*** Opening of MATERIAL SUPPLIED ***
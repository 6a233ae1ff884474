//! lje-ex (Laser Juke Explorer) - data explorer service
//!
//! Serves cascading filters, custom list editing, statistics and label
//! export over one data folder (discs.csv, titles.csv, lists/).

use std::net::SocketAddr;
use std::path::PathBuf;

use anyhow::{Context, Result};
use clap::Parser;
use lje_common::config::{resolve_root_folder, TomlConfig, ROOT_FOLDER_ENV};
use lje_common::SessionSettings;
use lje_ex::{build_router, AppState};
use tokio::signal;
use tracing::{info, warn};
use tracing_subscriber::{layer::SubscriberExt, util::SubscriberInitExt};

/// Command-line arguments for lje-ex
#[derive(Parser, Debug)]
#[command(name = "lje-ex")]
#[command(about = "Laser Juke Explorer data service")]
#[command(version)]
struct Args {
    /// Port to listen on (overrides the config file)
    #[arg(short, long, env = "LJE_PORT")]
    port: Option<u16>,

    /// Data folder holding discs.csv, titles.csv and lists/
    #[arg(short, long)]
    root_folder: Option<PathBuf>,

    /// TOML config file
    #[arg(short, long, env = "LJE_CONFIG")]
    config: Option<PathBuf>,
}

fn init_tracing(config: &TomlConfig) -> Result<()> {
    let filter = tracing_subscriber::EnvFilter::try_from_default_env()
        .unwrap_or_else(|_| format!("lje_ex={0},lje_common={0},tower_http=info", config.logging.level).into());

    let registry = tracing_subscriber::registry().with(filter);
    match &config.logging.file {
        Some(path) => {
            let file = std::fs::OpenOptions::new()
                .create(true)
                .append(true)
                .open(path)
                .with_context(|| format!("Failed to open log file {}", path.display()))?;
            registry
                .with(
                    tracing_subscriber::fmt::layer()
                        .with_ansi(false)
                        .with_writer(std::sync::Mutex::new(file)),
                )
                .init();
        }
        None => registry.with(tracing_subscriber::fmt::layer()).init(),
    }
    Ok(())
}

#[tokio::main]
async fn main() -> Result<()> {
    let args = Args::parse();

    let config = TomlConfig::load_or_default(args.config.as_deref());
    init_tracing(&config)?;

    info!("Starting Laser Juke Explorer (lje-ex) v{}", env!("CARGO_PKG_VERSION"));

    let root_folder = resolve_root_folder(args.root_folder.as_deref(), &config);
    info!("Root folder: {} (override with --root-folder or {})", root_folder.display(), ROOT_FOLDER_ENV);

    let sources = config.data_sources(&root_folder);
    for path in [&sources.discs, &sources.titles] {
        if !path.is_file() {
            warn!("Source file missing: {} (sessions cannot open until it exists)", path.display());
        }
    }

    let settings = SessionSettings::from_config(&config).context("Invalid filter configuration")?;
    info!(filters = ?settings.filters, rotate = ?settings.rotate, "filter chain configured");

    // Capped at one year
    let idle_minutes = config.session_idle_minutes.min(60 * 24 * 365) as i64;
    let idle = chrono::Duration::minutes(idle_minutes);
    let state = AppState::new(sources, settings, idle);
    let app = build_router(state);

    let port = args.port.unwrap_or(config.port);
    let addr = SocketAddr::from(([127, 0, 0, 1], port));
    let listener = tokio::net::TcpListener::bind(addr)
        .await
        .context("Failed to bind to address")?;
    info!("lje-ex listening on http://{}", addr);
    info!("Health check: http://{}/health", addr);

    axum::serve(listener, app)
        .with_graceful_shutdown(shutdown_signal())
        .await
        .context("Server error")?;

    info!("Server shutdown complete");
    Ok(())
}

/// Graceful shutdown signal handler
async fn shutdown_signal() {
    let ctrl_c = async {
        if let Err(e) = signal::ctrl_c().await {
            warn!("Failed to install Ctrl+C handler: {}", e);
            std::future::pending::<()>().await;
        }
    };

    #[cfg(unix)]
    let terminate = async {
        match signal::unix::signal(signal::unix::SignalKind::terminate()) {
            Ok(mut stream) => {
                stream.recv().await;
            }
            Err(e) => {
                warn!("Failed to install signal handler: {}", e);
                std::future::pending::<()>().await;
            }
        }
    };

    #[cfg(not(unix))]
    let terminate = std::future::pending::<()>();

    tokio::select! {
        _ = ctrl_c => {
            info!("Received Ctrl+C, shutting down");
        },
        _ = terminate => {
            info!("Received terminate signal, shutting down");
        },
    }
}
//! Cascading multi-select filter chain
//!
//! Stages are evaluated in declaration order. The options offered for stage
//! `i` are the distinct values of its field among rows that pass stages
//! `0..i`; a stage never constrains the stages before it. On every
//! evaluation each remembered selection is pruned to its fresh options, so a
//! value that is no longer offered can neither stay selected nor stay active.
//!
//! An empty selection imposes no constraint.

use serde::Serialize;
use std::collections::BTreeSet;

use crate::model::{Field, Record};
use crate::{Error, Result};

/// One stage of the chain
#[derive(Debug, Clone, PartialEq, Eq)]
pub struct FilterStage {
    field: Field,
    remembered: BTreeSet<String>,
    last_added: Option<String>,
    rotate: bool,
}

impl FilterStage {
    pub fn new(field: Field) -> Self {
        Self {
            field,
            remembered: BTreeSet::new(),
            last_added: None,
            rotate: false,
        }
    }

    /// Enable option rotation around the most recently added value
    pub fn rotating(mut self) -> Self {
        self.rotate = true;
        self
    }

    pub fn field(&self) -> Field {
        self.field
    }

    pub fn remembered(&self) -> &BTreeSet<String> {
        &self.remembered
    }

    pub fn last_added(&self) -> Option<&str> {
        self.last_added.as_deref()
    }

    fn matches(&self, row: &Record) -> bool {
        self.remembered.is_empty()
            || row
                .value(self.field)
                .is_some_and(|v| self.remembered.contains(&v))
    }
}

/// Options and active selection of one stage after evaluation
#[derive(Debug, Clone, PartialEq, Eq, Serialize)]
pub struct StageView {
    pub field: Field,
    pub options: Vec<String>,
    pub selected: Vec<String>,
}

/// Result of evaluating the chain against a set of rows
#[derive(Debug, Clone, PartialEq, Eq, Serialize)]
pub struct FilterOutcome {
    pub stages: Vec<StageView>,
    /// Indices into the evaluated rows that pass every stage
    pub rows: Vec<usize>,
}

/// Ordered chain of dependent filters
#[derive(Debug, Clone, Default, PartialEq, Eq)]
pub struct FilterChain {
    stages: Vec<FilterStage>,
}

impl FilterChain {
    pub fn new(stages: Vec<FilterStage>) -> Self {
        Self { stages }
    }

    /// Chain over `fields`, rotating the options of `rotate` if present
    pub fn with_fields(fields: &[Field], rotate: Option<Field>) -> Self {
        let stages = fields
            .iter()
            .map(|&field| {
                let stage = FilterStage::new(field);
                if Some(field) == rotate {
                    stage.rotating()
                } else {
                    stage
                }
            })
            .collect();
        Self { stages }
    }

    pub fn stages(&self) -> &[FilterStage] {
        &self.stages
    }

    pub fn fields(&self) -> Vec<Field> {
        self.stages.iter().map(|s| s.field).collect()
    }

    /// Replace the remembered selection of `field`
    ///
    /// The last value of `values` that was not selected before becomes the
    /// rotation anchor. Deselecting the anchor clears it.
    pub fn select<I, S>(&mut self, field: Field, values: I) -> Result<()>
    where
        I: IntoIterator<Item = S>,
        S: Into<String>,
    {
        let stage = self
            .stages
            .iter_mut()
            .find(|s| s.field == field)
            .ok_or_else(|| Error::InvalidInput(format!("Field {} is not in the filter chain", field)))?;

        let values: Vec<String> = values
            .into_iter()
            .map(Into::into)
            .map(|v| v.trim().to_string())
            .filter(|v| !v.is_empty())
            .collect();

        if let Some(added) = values
            .iter()
            .rev()
            .find(|v| !stage.remembered.contains(*v))
        {
            stage.last_added = Some(added.clone());
        }

        stage.remembered = values.into_iter().collect();
        if let Some(anchor) = &stage.last_added {
            if !stage.remembered.contains(anchor) {
                stage.last_added = None;
            }
        }
        Ok(())
    }

    /// Prune, offer and apply in one pass
    pub fn evaluate(&mut self, rows: &[Record]) -> FilterOutcome {
        let mut passing: Vec<usize> = (0..rows.len()).collect();
        let mut views = Vec::with_capacity(self.stages.len());

        for stage in &mut self.stages {
            let options: BTreeSet<String> = passing
                .iter()
                .filter_map(|&i| rows[i].value(stage.field))
                .collect();

            stage.remembered.retain(|v| options.contains(v));
            if stage
                .last_added
                .as_ref()
                .is_some_and(|anchor| !stage.remembered.contains(anchor))
            {
                stage.last_added = None;
            }

            let mut offered: Vec<String> = options.into_iter().collect();
            if stage.rotate {
                if let Some(anchor) = stage.last_added.as_deref() {
                    offered = rotate_after(offered, anchor);
                }
            }

            views.push(StageView {
                field: stage.field,
                options: offered,
                selected: stage.remembered.iter().cloned().collect(),
            });

            passing.retain(|&i| stage.matches(&rows[i]));
        }

        FilterOutcome {
            stages: views,
            rows: passing,
        }
    }
}

/// Cyclic rotation so that the element after `anchor` comes first
///
/// `["A","B","C","D"]` around `"B"` gives `["C","D","A","B"]`. Unchanged when
/// `anchor` is not among the options.
pub fn rotate_after(mut options: Vec<String>, anchor: &str) -> Vec<String> {
    if let Some(k) = options.iter().position(|o| o == anchor) {
        options.rotate_left(k + 1);
    }
    options
}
*** Close of MATERIAL SUPPLIED ***
■ ASSIGNMENT:
Could you reproduce, exactly, every line above from the line with "info!(filters = ?settings.filters, rotate" to the line with "let idle = chrono::Duration::minutes(idle_minutes);", and no other line? Both ends count.

■ TASK RESULT:
    info!(filters = ?settings.filters, rotate = ?settings.rotate, "filter chain configured");

    // Capped at one year
    let idle_minutes = config.session_idle_minutes.min(60 * 24 * 365) as i64;
    let idle = chrono::Duration::minutes(idle_minutes);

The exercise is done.